__REQUIREMENT__. Search the data for "subscribed". Each line containing it is to be copied.

---------- TASK INPUT ----------

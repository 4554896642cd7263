//! # 模拟账户实体定义
//!
//! 虚拟炒基金账户，user_id 上有唯一索引（每个用户最多一个模拟账户）。
//! 金额字段一律使用 Decimal，禁止浮点

use sea_orm::entity::prelude::*;
use sea_orm::Set;
use serde::{Deserialize, Serialize};

/// 模拟账户实体
#[derive(Clone, Debug, PartialEq, DeriveEntityModel, Serialize, Deserialize)]
#[sea_orm(table_name = "simulation_accounts")]
pub struct Model {
    #[sea_orm(primary_key, auto_increment = false)]
    pub id: String,
    /// 账户所有者ID (外键，唯一)
    #[sea_orm(unique)]
    pub user_id: String,
    /// 总资产
    #[sea_orm(column_type = "Decimal(Some((16, 4)))")]
    pub total_assets: Decimal,
    /// 现金余额
    #[sea_orm(column_type = "Decimal(Some((16, 4)))")]
    pub cash_balance: Decimal,
    /// 累计盈亏
    #[sea_orm(column_type = "Decimal(Some((16, 4)))")]
    pub profit_loss: Decimal,
    pub created_at: DateTime,
    pub updated_at: DateTime,
}

#[derive(Copy, Clone, Debug, EnumIter, DeriveRelation)]
pub enum Relation {
    #[sea_orm(
        belongs_to = "super::users::Entity",
        from = "Column::UserId",
        to = "super::users::Column::Id",
        on_update = "Cascade",
        on_delete = "Cascade"
    )]
    User,
    #[sea_orm(has_many = "super::positions::Entity")]
    Positions,
    #[sea_orm(has_many = "super::transactions::Entity")]
    Transactions,
}

impl Related<super::users::Entity> for Entity {
    fn to() -> RelationDef {
        Relation::User.def()
    }
}

impl Related<super::positions::Entity> for Entity {
    fn to() -> RelationDef {
        Relation::Positions.def()
    }
}

impl Related<super::transactions::Entity> for Entity {
    fn to() -> RelationDef {
        Relation::Transactions.def()
    }
}

#[async_trait::async_trait]
impl ActiveModelBehavior for ActiveModel {
    async fn before_save<C>(mut self, _db: &C, insert: bool) -> Result<Self, DbErr>
    where
        C: ConnectionTrait,
    {
        let now = chrono::Utc::now().naive_utc();
        if insert {
            if self.id.is_not_set() {
                self.id = Set(uuid::Uuid::new_v4().to_string());
            }
            if self.profit_loss.is_not_set() {
                self.profit_loss = Set(Decimal::ZERO);
            }
            if self.created_at.is_not_set() {
                self.created_at = Set(now);
            }
        }
        self.updated_at = Set(now);
        Ok(self)
    }
}
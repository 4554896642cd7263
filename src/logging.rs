//! # 日志配置模块
//!
//! 基于 tracing 的日志初始化，以及宿主可注册的日志回调钩子
//! （query / info / warn / error 事件，带时间戳和消息文本）

use std::env;
use std::sync::{Arc, RwLock};

use chrono::{DateTime, Utc};
use tracing_subscriber::{fmt, layer::SubscriberExt, util::SubscriberInitExt, EnvFilter};

use crate::config::{ErrorFormat, LogConfig};

/// 日志事件级别
#[derive(Debug, Clone, Copy, PartialEq, Eq, Hash)]
pub enum LogLevel {
    /// SQL 查询事件，message 为查询文本
    Query,
    Info,
    Warn,
    Error,
}

/// 推送给宿主回调的日志事件
#[derive(Debug, Clone)]
pub struct LogEvent {
    pub timestamp: DateTime<Utc>,
    pub level: LogLevel,
    pub message: String,
}

type LogCallback = Arc<dyn Fn(&LogEvent) + Send + Sync>;

/// 日志回调注册表
///
/// 宿主按级别订阅；emit 同步调用所有命中的回调
#[derive(Clone, Default)]
pub struct LogHooks {
    subscribers: Arc<RwLock<Vec<(LogLevel, LogCallback)>>>,
}

impl LogHooks {
    #[must_use]
    pub fn new() -> Self {
        Self::default()
    }

    /// 注册某一级别的回调
    pub fn subscribe<F>(&self, level: LogLevel, callback: F)
    where
        F: Fn(&LogEvent) + Send + Sync + 'static,
    {
        if let Ok(mut subscribers) = self.subscribers.write() {
            subscribers.push((level, Arc::new(callback)));
        }
    }

    /// 分发一个事件
    pub fn emit(&self, level: LogLevel, message: impl Into<String>) {
        let event = LogEvent {
            timestamp: Utc::now(),
            level,
            message: message.into(),
        };
        if let Ok(subscribers) = self.subscribers.read() {
            for (subscribed, callback) in subscribers.iter() {
                if *subscribed == level {
                    callback(&event);
                }
            }
        }
    }

    /// 分发查询事件，同时打到 tracing
    pub fn emit_query(&self, sql: &str) {
        tracing::debug!(target: "fundlab_data::query", "{sql}");
        self.emit(LogLevel::Query, sql);
    }
}

impl std::fmt::Debug for LogHooks {
    fn fmt(&self, f: &mut std::fmt::Formatter<'_>) -> std::fmt::Result {
        let count = self.subscribers.read().map_or(0, |s| s.len());
        f.debug_struct("LogHooks").field("subscribers", &count).finish()
    }
}

/// 初始化日志系统
///
/// 默认关闭 sqlx 的逐条查询日志，避免生产环境刷屏，
/// `log_queries` 为真时打开；`RUST_LOG` 可覆盖全部配置。
/// 错误格式 pretty 带 ANSI 颜色，colorless 去色，
/// minimal 在去色基础上省略时间戳与 target
pub fn init_logging(log: &LogConfig, error_format: ErrorFormat) {
    let level = log.level.as_deref().unwrap_or("info");
    let default_filter = default_filter(level, log.log_queries);
    let log_filter = env::var("RUST_LOG").unwrap_or(default_filter);

    let registry = tracing_subscriber::registry()
        .with(EnvFilter::try_from_default_env().unwrap_or_else(|_| log_filter.into()));

    let fmt_layer = fmt::layer()
        .with_target(true)
        .with_level(true)
        .with_thread_ids(false)
        .with_file(false)
        .with_line_number(false)
        .compact();

    // 重复初始化（如多个测试）时忽略错误
    match error_format {
        ErrorFormat::Pretty => {
            let _ = registry.with(fmt_layer.with_ansi(true)).try_init();
        }
        ErrorFormat::Colorless => {
            let _ = registry.with(fmt_layer.with_ansi(false)).try_init();
        }
        ErrorFormat::Minimal => {
            let _ = registry
                .with(fmt_layer.with_ansi(false).without_time().with_target(false))
                .try_init();
        }
    }
}

/// 缺省的 EnvFilter 指令串
fn default_filter(level: &str, log_queries: bool) -> String {
    let query_level = if log_queries { "debug" } else { "off" };
    format!("{level},fundlab_data=debug,sqlx::query={query_level},sea_orm::query=warn")
}

#[cfg(test)]
mod tests {
    use super::*;
    use std::sync::atomic::{AtomicUsize, Ordering};

    #[test]
    fn test_hooks_dispatch_by_level() {
        let hooks = LogHooks::new();
        let query_hits = Arc::new(AtomicUsize::new(0));
        let error_hits = Arc::new(AtomicUsize::new(0));

        {
            let query_hits = Arc::clone(&query_hits);
            hooks.subscribe(LogLevel::Query, move |_| {
                query_hits.fetch_add(1, Ordering::SeqCst);
            });
        }
        {
            let error_hits = Arc::clone(&error_hits);
            hooks.subscribe(LogLevel::Error, move |_| {
                error_hits.fetch_add(1, Ordering::SeqCst);
            });
        }

        hooks.emit(LogLevel::Query, "SELECT 1");
        hooks.emit(LogLevel::Query, "SELECT 2");
        hooks.emit(LogLevel::Warn, "慢查询");

        assert_eq!(query_hits.load(Ordering::SeqCst), 2);
        assert_eq!(error_hits.load(Ordering::SeqCst), 0);
    }

    #[test]
    fn test_default_filter_honors_log_queries() {
        assert_eq!(
            default_filter("info", false),
            "info,fundlab_data=debug,sqlx::query=off,sea_orm::query=warn"
        );
        assert!(default_filter("debug", true).contains("sqlx::query=debug"));
    }

    #[test]
    fn test_event_carries_timestamp_and_message() {
        let hooks = LogHooks::new();
        let seen = Arc::new(RwLock::new(Vec::new()));
        {
            let seen = Arc::clone(&seen);
            hooks.subscribe(LogLevel::Info, move |event| {
                seen.write().expect("lock").push(event.clone());
            });
        }

        hooks.emit(LogLevel::Info, "连接成功");
        let events = seen.read().expect("lock");
        assert_eq!(events.len(), 1);
        assert_eq!(events[0].message, "连接成功");
    }
}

----------

__SOLVED PROBLEM__.
            for (subscribed, callback) in subscribers.iter() {
                if *subscribed == level {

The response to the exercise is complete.